It’s hard to be here – the hospital or Ronald McDonald House (RMH) for so long. The hardest thing is getting to know so many families with so many challenging, sad or scary stories. It wreaks havoc on my heart. Then, when I take Hana’s blood pressure, it is high and I start to worry and my fear and mind go crazy about what might happen because I heard it, seen it, lived it. Then I remind myself of the truth. She is sitting on the bed and is cute and happy and I love her. That’s all I know right now, so go with that and enjoy it.
I meet kids, like Zach, who is a sweet twelve-year old and is on oxygen and is waiting for lungs. A year ago he was healthy until a rare infection left his lungs trashed, only 18% left. Before that he’d already had a rough life by normal standards, but is now in the loving care of his grandparents. The survival rate for a lung transplant is 50%. After five years it drops to 35%. We don’t talk about it explicitly, but I can see the sadness and worry on the face of Jay, his thick-Boston accent-Patriots-loving grandfather who stays here with him. (They live in Tucson.) It’s overwhelming, these stories. But I’m honored to know both Zach and Jay. They have touched my life and Hana loves to say hi to Jay and give him high-fives.
It’s been an emotional week, for some reasons I’ve mentioned in previous posts. We went to our house on both Saturday and Sunday. Leaving to come back to the RMH was really hard. I just want to be home. I forgot how much better being at home is than being in the hospital or RMH. I think I made myself forget so it wouldn’t feel as hard to be away. But being home and seeing Poppy and friends was so great I wanted to walk around saying, “Happy! Happy! Happy!” To think we might be able to live at home in a few weeks is overwhelming. Maybe the last eight months has taken a bigger toll on me than I’ve thought, maybe I’ve just been in survival mode.
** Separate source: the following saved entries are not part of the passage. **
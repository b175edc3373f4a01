use std::ffi::OsString;
use std::path::{Path, PathBuf};
use std::process::{ExitStatus, Stdio};

use async_trait::async_trait;
use flvd_core::{FetchStatus, StreamFetcher};
use tokio::process::{Child, Command};
use tokio::sync::watch;
use tracing::{debug, info, warn};

use crate::error::{StreamerError, StreamerResult};

/// Client binary used when none is configured.
pub const DEFAULT_BINARY: &str = "flvstreamer";

/// Runs an external `flvstreamer`-compatible binary once per fetch.
///
/// The argument vector is `[extra args...] -r <url> -o <output>`. The exit
/// code is returned verbatim; a signal-terminated or shutdown-killed client
/// reports [`FetchStatus::INCOMPLETE`], and a client that cannot be launched
/// or reaped reports [`FetchStatus::LAUNCH_FAILED`].
#[derive(Debug, Clone)]
pub struct ProcessFetcher {
    binary: PathBuf,
    extra_args: Vec<String>,
    shutdown: Option<watch::Receiver<bool>>,
}

impl Default for ProcessFetcher {
    fn default() -> Self {
        Self::new(DEFAULT_BINARY)
    }
}

impl ProcessFetcher {
    /// Fetcher for `binary`, resolved through `PATH` when not absolute.
    #[must_use]
    pub fn new(binary: impl Into<PathBuf>) -> Self {
        Self {
            binary: binary.into(),
            extra_args: Vec::new(),
            shutdown: None,
        }
    }

    /// Append arguments placed before `-r`.
    #[must_use]
    pub fn with_args<I, S>(mut self, args: I) -> Self
    where
        I: IntoIterator<Item = S>,
        S: Into<String>,
    {
        self.extra_args.extend(args.into_iter().map(Into::into));
        self
    }

    /// Kill running clients once `shutdown` flips to `true`.
    #[must_use]
    pub fn with_shutdown(mut self, shutdown: watch::Receiver<bool>) -> Self {
        self.shutdown = Some(shutdown);
        self
    }

    /// Configured client binary.
    #[must_use]
    pub fn binary(&self) -> &Path {
        &self.binary
    }

    /// Full argument vector passed to the client for one fetch.
    #[must_use]
    pub fn command_args(&self, url: &str, output_path: &Path) -> Vec<OsString> {
        let mut args: Vec<OsString> = self.extra_args.iter().map(OsString::from).collect();
        args.push("-r".into());
        args.push(url.into());
        args.push("-o".into());
        args.push(output_path.as_os_str().to_os_string());
        args
    }

    async fn run(&self, url: &str, output_path: &Path) -> StreamerResult<FetchStatus> {
        if self.shutdown.as_ref().is_some_and(|shutdown| *shutdown.borrow()) {
            debug!("shutdown in progress; streaming client not started");
            return Ok(FetchStatus::INCOMPLETE);
        }
        let mut command = Command::new(&self.binary);
        command
            .kill_on_drop(true)
            .stdin(Stdio::null())
            .args(self.command_args(url, output_path));
        let mut child = command.spawn().map_err(|source| StreamerError::Spawn {
            binary: self.binary.clone(),
            source,
        })?;
        debug!(
            pid = ?child.id(),
            binary = %self.binary.display(),
            "streaming client started"
        );

        let exit = match self.shutdown.clone() {
            Some(shutdown) => match self.wait_or_shutdown(&mut child, shutdown).await {
                Some(exit) => exit,
                None => return Ok(FetchStatus::INCOMPLETE),
            },
            None => child.wait().await,
        };
        let exit = exit.map_err(|source| StreamerError::Wait {
            binary: self.binary.clone(),
            source,
        })?;
        Ok(exit_status(exit))
    }

    /// Wait for the child, or kill it when shutdown is signalled (`None`).
    async fn wait_or_shutdown(
        &self,
        child: &mut Child,
        mut shutdown: watch::Receiver<bool>,
    ) -> Option<std::io::Result<ExitStatus>> {
        if *shutdown.borrow_and_update() {
            terminate(child, &self.binary).await;
            return None;
        }
        loop {
            tokio::select! {
                exit = child.wait() => return Some(exit),
                changed = shutdown.changed() => match changed {
                    Ok(()) if *shutdown.borrow_and_update() => {
                        terminate(child, &self.binary).await;
                        return None;
                    }
                    Ok(()) => {}
                    Err(_) => return Some(child.wait().await),
                },
            }
        }
    }
}

async fn terminate(child: &mut Child, binary: &Path) {
    info!(
        pid = ?child.id(),
        binary = %binary.display(),
        "shutdown requested; killing streaming client"
    );
    if let Err(err) = child.kill().await {
        warn!(error = %err, "failed to kill streaming client");
    }
}

fn exit_status(exit: ExitStatus) -> FetchStatus {
    exit.code()
        .map_or(FetchStatus::INCOMPLETE, FetchStatus::from_code)
}

#[async_trait]
impl StreamFetcher for ProcessFetcher {
    async fn fetch(&self, url: &str, output_path: &Path) -> FetchStatus {
        match self.run(url, output_path).await {
            Ok(status) => status,
            Err(err) => {
                warn!(
                    error = %err,
                    cause = ?std::error::Error::source(&err),
                    binary = %err.binary().display(),
                    "streaming client could not be run"
                );
                FetchStatus::LAUNCH_FAILED
            }
        }
    }
}

#[cfg(test)]
mod tests {
    use super::*;
    use std::path::Path;

    #[test]
    fn command_args_place_extra_args_before_url_and_output() {
        let fetcher = ProcessFetcher::default().with_args(["--live", "-q"]);
        let args = fetcher.command_args("rtmp://host/app/clip", Path::new("/out/clip.flv"));
        assert_eq!(
            args,
            ["--live", "-q", "-r", "rtmp://host/app/clip", "-o", "/out/clip.flv"]
                .map(OsString::from)
                .to_vec()
        );
        assert_eq!(fetcher.binary(), Path::new(DEFAULT_BINARY));
    }

    #[tokio::test]
    async fn missing_binary_reports_launch_failure() {
        let fetcher = ProcessFetcher::new("/nonexistent/flvd-test/flvstreamer");
        let status = fetcher.fetch("rtmp://host/x", Path::new("/tmp/x.flv")).await;
        assert_eq!(status, FetchStatus::LAUNCH_FAILED);
    }

    #[cfg(unix)]
    mod unix {
        use super::*;
        use std::time::Duration;

        use anyhow::Result;
        use flvd_test_support::fixtures::{SHELL, shell_client_args};

        fn shell_fetcher(script: &str) -> ProcessFetcher {
            ProcessFetcher::new(SHELL).with_args(shell_client_args(script))
        }

        #[tokio::test]
        async fn client_receives_url_and_output_flags() -> Result<()> {
            let temp = tempfile::tempdir()?;
            let output = temp.path().join("clip1.flv");
            let fetcher = shell_fetcher(r#"printf '%s\n' "$@" > "$5""#).with_args(["--live"]);

            let status = fetcher.fetch("http://host/stream/clip1", &output).await;

            assert_eq!(status, FetchStatus::SUCCESS);
            let recorded = std::fs::read_to_string(&output)?;
            assert_eq!(
                recorded,
                format!("--live\n-r\nhttp://host/stream/clip1\n-o\n{}\n", output.display())
            );
            Ok(())
        }

        #[tokio::test]
        async fn exit_codes_pass_through_verbatim() {
            for code in [1, 2, 7, 42] {
                let fetcher = shell_fetcher(&format!("exit {code}"));
                let status = fetcher.fetch("u", Path::new("/tmp/unused.flv")).await;
                assert_eq!(status.code(), code);
            }
        }

        #[tokio::test]
        async fn signal_termination_reports_incomplete() {
            let fetcher = shell_fetcher("kill -9 $$");
            let status = fetcher.fetch("u", Path::new("/tmp/unused.flv")).await;
            assert_eq!(status, FetchStatus::INCOMPLETE);
        }

        #[tokio::test]
        async fn shutdown_kills_running_client() -> Result<()> {
            let (shutdown_tx, shutdown_rx) = watch::channel(false);
            let fetcher = shell_fetcher("exec sleep 30").with_shutdown(shutdown_rx);
            let task = tokio::spawn(async move {
                fetcher.fetch("u", Path::new("/tmp/unused.flv")).await
            });

            tokio::time::sleep(Duration::from_millis(100)).await;
            shutdown_tx.send(true)?;

            let status = tokio::time::timeout(Duration::from_secs(5), task).await??;
            assert_eq!(status, FetchStatus::INCOMPLETE);
            Ok(())
        }

        #[tokio::test]
        async fn shutdown_already_signalled_skips_the_run() -> Result<()> {
            let temp = tempfile::tempdir()?;
            let output = temp.path().join("late.flv");
            let (_shutdown_tx, shutdown_rx) = watch::channel(true);
            let fetcher = shell_fetcher(r#"touch "$4""#).with_shutdown(shutdown_rx);

            let status = fetcher.fetch("u", &output).await;

            assert_eq!(status, FetchStatus::INCOMPLETE);
            assert!(!output.exists());
            Ok(())
        }

        #[tokio::test]
        async fn dropped_shutdown_sender_keeps_waiting_for_client() {
            let (shutdown_tx, shutdown_rx) = watch::channel(false);
            drop(shutdown_tx);
            let fetcher = shell_fetcher("exit 3").with_shutdown(shutdown_rx);
            let status = fetcher.fetch("u", Path::new("/tmp/unused.flv")).await;
            assert_eq!(status.code(), 3);
        }
    }
}
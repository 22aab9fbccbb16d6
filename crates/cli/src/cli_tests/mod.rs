// SPDX-License-Identifier: MIT
// Copyright (c) 2026 Alfred Jean LLC

// This module contains split test files for CLI parsing tests.
// Each file focuses on a specific category of tests.

use super::*;
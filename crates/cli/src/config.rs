// SPDX-License-Identifier: MIT
// Copyright (c) 2026 Alfred Jean LLC

//! Session configuration.
//!
//! Configuration is read from `config.toml` in the user's config directory
//! (e.g. `~/.config/banter/config.toml`) and includes:
//! - `url`: WebSocket endpoint of the conversational service
//! - `user_id`: Opaque user identifier sent as the `user_id` query parameter
//! - `[reconnect]`: Backoff tuning for automatic reconnection
//!
//! Every field is optional; command-line flags override file values.

use serde::{Deserialize, Serialize};
use std::fs;
use std::path::{Path, PathBuf};
use std::time::Duration;

use banter_core::policy::{DEFAULT_BASE_DELAY, DEFAULT_MAX_ATTEMPTS, DEFAULT_MAX_DELAY};
use banter_core::ReconnectPolicy;
use url::Url;

use crate::error::{Error, Result};

const CONFIG_DIR_NAME: &str = "banter";
const CONFIG_FILE_NAME: &str = "config.toml";

/// Default endpoint of the conversational service.
pub const DEFAULT_URL: &str = "ws://localhost:8000/ws";

/// Default user identifier.
pub const DEFAULT_USER_ID: &str = "user_demo1";

/// Session configuration stored in `config.toml`.
#[derive(Debug, Clone, PartialEq, Eq, Serialize, Deserialize)]
pub struct SessionConfig {
    /// WebSocket endpoint (`ws://` or `wss://`).
    #[serde(default = "default_url")]
    pub url: String,
    /// Opaque user identifier appended to the endpoint.
    #[serde(default = "default_user_id")]
    pub user_id: String,
    /// Automatic reconnection settings.
    #[serde(default)]
    pub reconnect: ReconnectConfig,
}

/// Automatic reconnection settings.
#[derive(Debug, Clone, PartialEq, Eq, Serialize, Deserialize)]
pub struct ReconnectConfig {
    /// Base delay for exponential backoff (milliseconds, default: 1000).
    #[serde(default = "default_base_delay_ms")]
    pub base_delay_ms: u64,
    /// Maximum delay between attempts (milliseconds, default: 30000).
    #[serde(default = "default_max_delay_ms")]
    pub max_delay_ms: u64,
    /// Automatic attempts before giving up (default: 5, 0 disables retries).
    #[serde(default = "default_max_attempts")]
    pub max_attempts: u32,
}

fn default_url() -> String {
    DEFAULT_URL.to_string()
}

fn default_user_id() -> String {
    DEFAULT_USER_ID.to_string()
}

fn default_base_delay_ms() -> u64 {
    DEFAULT_BASE_DELAY.as_millis() as u64
}

fn default_max_delay_ms() -> u64 {
    DEFAULT_MAX_DELAY.as_millis() as u64
}

fn default_max_attempts() -> u32 {
    DEFAULT_MAX_ATTEMPTS
}

impl Default for SessionConfig {
    fn default() -> Self {
        SessionConfig {
            url: default_url(),
            user_id: default_user_id(),
            reconnect: ReconnectConfig::default(),
        }
    }
}

impl Default for ReconnectConfig {
    fn default() -> Self {
        ReconnectConfig {
            base_delay_ms: default_base_delay_ms(),
            max_delay_ms: default_max_delay_ms(),
            max_attempts: default_max_attempts(),
        }
    }
}

impl ReconnectConfig {
    /// Build the reconnect policy described by these settings.
    pub fn policy(&self) -> ReconnectPolicy {
        ReconnectPolicy::new(
            Duration::from_millis(self.base_delay_ms),
            Duration::from_millis(self.max_delay_ms),
            self.max_attempts,
        )
    }
}

impl SessionConfig {
    /// Load and validate configuration from `path`.
    pub fn load(path: &Path) -> Result<Self> {
        let content = fs::read_to_string(path)?;
        let config: SessionConfig = toml::from_str(&content)?;
        config.validate()?;
        Ok(config)
    }

    /// Load `path` if given, else the default file if it exists, else the
    /// built-in defaults.
    pub fn load_or_default(path: Option<&Path>) -> Result<Self> {
        if let Some(path) = path {
            return Self::load(path);
        }
        match Self::default_path() {
            Some(path) if path.exists() => Self::load(&path),
            _ => Ok(Self::default()),
        }
    }

    /// Location of the per-user configuration file.
    pub fn default_path() -> Option<PathBuf> {
        dirs::config_dir().map(|dir| dir.join(CONFIG_DIR_NAME).join(CONFIG_FILE_NAME))
    }

    /// Check that the configuration can produce a connection target.
    pub fn validate(&self) -> Result<()> {
        if self.user_id.trim().is_empty() {
            return Err(Error::Config("user_id must not be empty".to_string()));
        }
        if self.reconnect.max_delay_ms < self.reconnect.base_delay_ms {
            return Err(Error::Config(format!(
                "reconnect.max_delay_ms ({}) is below reconnect.base_delay_ms ({})",
                self.reconnect.max_delay_ms, self.reconnect.base_delay_ms
            )));
        }
        self.endpoint().map(|_| ())
    }

    /// The connection target: the configured URL with `user_id` set as a
    /// query parameter. Other query parameters are preserved.
    pub fn endpoint(&self) -> Result<Url> {
        let mut url = Url::parse(&self.url)?;
        if !matches!(url.scheme(), "ws" | "wss") {
            return Err(Error::UnsupportedScheme(url.scheme().to_string()));
        }

        let retained: Vec<(String, String)> = url
            .query_pairs()
            .filter(|(key, _)| key != "user_id")
            .map(|(key, value)| (key.into_owned(), value.into_owned()))
            .collect();
        url.set_query(None);
        {
            let mut query = url.query_pairs_mut();
            for (key, value) in &retained {
                query.append_pair(key, value);
            }
            query.append_pair("user_id", &self.user_id);
        }
        Ok(url)
    }
}

#[cfg(test)]
#[path = "config_tests.rs"]
mod tests;
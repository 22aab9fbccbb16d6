// SPDX-License-Identifier: MIT
// Copyright (c) 2026 Alfred Jean LLC

//! Help output tests.

#![allow(clippy::panic)]
#![allow(clippy::unwrap_used)]
#![allow(clippy::expect_used)]

use super::common::*;
use yare::parameterized;

#[parameterized(
    long = { "--help" },
    short = { "-h" },
)]
fn help_flag_succeeds(flag: &str) {
    banter()
        .arg(flag)
        .assert()
        .success()
        .stdout(predicate::str::contains("Usage: banter"))
        .stdout(predicate::str::contains("--url"))
        .stdout(predicate::str::contains("--user-id"));
}

#[test]
fn long_help_lists_session_commands() {
    banter()
        .arg("--help")
        .assert()
        .success()
        .stdout(predicate::str::contains("/examples"))
        .stdout(predicate::str::contains("/reconnect"))
        .stdout(predicate::str::contains("/quit"));
}

#[test]
fn unknown_flag_fails() {
    banter()
        .arg("--bogus")
        .assert()
        .failure()
        .stderr(predicate::str::contains("--bogus"));
}
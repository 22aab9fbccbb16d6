// SPDX-License-Identifier: MIT
// Copyright (c) 2026 Alfred Jean LLC

//! Append-only message history.
//!
//! Messages are stored behind `Arc`s, so appending never copies existing
//! entries and [`MessageStore::snapshot`] copies pointers only. A snapshot
//! is never disturbed by later appends or by `clear`.

use std::ops::Deref;
use std::sync::Arc;

use crate::message::Message;

/// An immutable view of the message history at one point in time.
#[derive(Debug, Clone, PartialEq, Eq)]
pub struct MessageSnapshot(Arc<[Arc<Message>]>);

impl MessageSnapshot {
    pub fn as_slice(&self) -> &[Arc<Message>] {
        &self.0
    }
}

impl Default for MessageSnapshot {
    fn default() -> Self {
        MessageSnapshot(Arc::from(Vec::new()))
    }
}

impl Deref for MessageSnapshot {
    type Target = [Arc<Message>];

    fn deref(&self) -> &[Arc<Message>] {
        &self.0
    }
}

impl<'a> IntoIterator for &'a MessageSnapshot {
    type Item = &'a Arc<Message>;
    type IntoIter = std::slice::Iter<'a, Arc<Message>>;

    fn into_iter(self) -> Self::IntoIter {
        self.0.iter()
    }
}

/// Ordered history of the current session.
///
/// Insertion order is the display order. Entries are never reordered,
/// deduplicated, or edited once appended.
#[derive(Debug, Default)]
pub struct MessageStore {
    messages: Vec<Arc<Message>>,
}

impl MessageStore {
    pub fn new() -> Self {
        Self::default()
    }

    pub fn append(&mut self, message: Message) {
        self.messages.push(Arc::new(message));
    }

    /// Empties the history. Snapshots taken earlier keep their contents.
    pub fn clear(&mut self) {
        self.messages.clear();
    }

    pub fn snapshot(&self) -> MessageSnapshot {
        MessageSnapshot(Arc::from(self.messages.as_slice()))
    }

    pub fn len(&self) -> usize {
        self.messages.len()
    }

    pub fn is_empty(&self) -> bool {
        self.messages.is_empty()
    }

    pub fn last(&self) -> Option<&Message> {
        self.messages.last().map(Arc::as_ref)
    }
}

#[cfg(test)]
#[path = "store_tests.rs"]
mod tests;
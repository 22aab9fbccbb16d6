// SPDX-License-Identifier: MIT
// Copyright (c) 2026 Alfred Jean LLC

//! Retry timers.

use std::future::Future;
use std::pin::Pin;
use std::time::Duration;

/// A pending timer. Dropping it cancels the timer.
pub type Delay = Pin<Box<dyn Future<Output = ()> + Send + 'static>>;

/// Source of retry timers.
///
/// Injected into the connection manager so tests can observe scheduled
/// delays without waiting on the wall clock.
pub trait Scheduler: Send + Sync {
    /// Returns a future that completes after `duration`.
    fn delay(&self, duration: Duration) -> Delay;
}

/// Scheduler backed by `tokio::time::sleep`.
#[derive(Debug, Default, Clone, Copy)]
pub struct TokioScheduler;

impl Scheduler for TokioScheduler {
    fn delay(&self, duration: Duration) -> Delay {
        Box::pin(tokio::time::sleep(duration))
    }
}
// SPDX-License-Identifier: MIT
// Copyright (c) 2026 Alfred Jean LLC

#![deny(unsafe_code)]
#![deny(clippy::unwrap_used)]
#![deny(clippy::expect_used)]

use banter::Cli;
use clap::Parser;

#[tokio::main]
async fn main() {
    let cli = Cli::parse();
    setup_logging(cli.verbose);
    if let Err(e) = banter::run(cli).await {
        eprintln!("error: {}", e);
        std::process::exit(1);
    }
}

fn setup_logging(verbose: bool) {
    use tracing_subscriber::EnvFilter;

    let default = if verbose { "debug" } else { "info" };
    let filter = EnvFilter::try_from_default_env().unwrap_or_else(|_| EnvFilter::new(default));

    tracing_subscriber::fmt()
        .with_env_filter(filter)
        .with_writer(std::io::stderr)
        .init();
}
Friends in our neighborhood have been helping us (maybe it’s more like we are helping them) get our house ready to be lived in again and now with an immune suppressed toddler. They have been amazing. Progress is being made on the expired foods, dust and dirt, piles of stuff being dropped everywhere. Hana has accumulated so much stuff that made hospital life more bearable but now it fills half her bedroom! There are a lot of small things that need maintenance too. I feel confident that it will all work out just fine.
Hana has been great! Her hospitalization and discharge last week confused some communication and they forgot to tell me her biopsy results. Another zero rejection, which is great! Today her Prograf level was low after bloodwork this morning so it seems to be all over the map. I think they are considering the possibility that her new antibiotic is affecting her levels. Besides medical stuff, Hana is loving going to the beach, being outside, seeing Poppy, toddling around the house and outside and seeing friends. She sure does love social activity. That is going to be much harder as we head into the flu season. I think we are just going to adapt to playing in the rain.
This week we have more free time. Today Hana had bloodwork and then I took her to preschool. While she napped, I sat out in the hallway with a baby monitor and I started to catch up on the mountain of paperwork, bills, bookkeeping, phone calls and emails that are in my backlog. It’s a bit daunting and I’m afraid I will miss something crucial. Then I did chores and Hana played, kind of like how it will be back at home! Hopefully we will get to swim this week and go back to Magical Bridge playground. Tomorrow we visit home again! On Friday we should find out when we can move back home (as long as the painters are done and the scaffolding is down).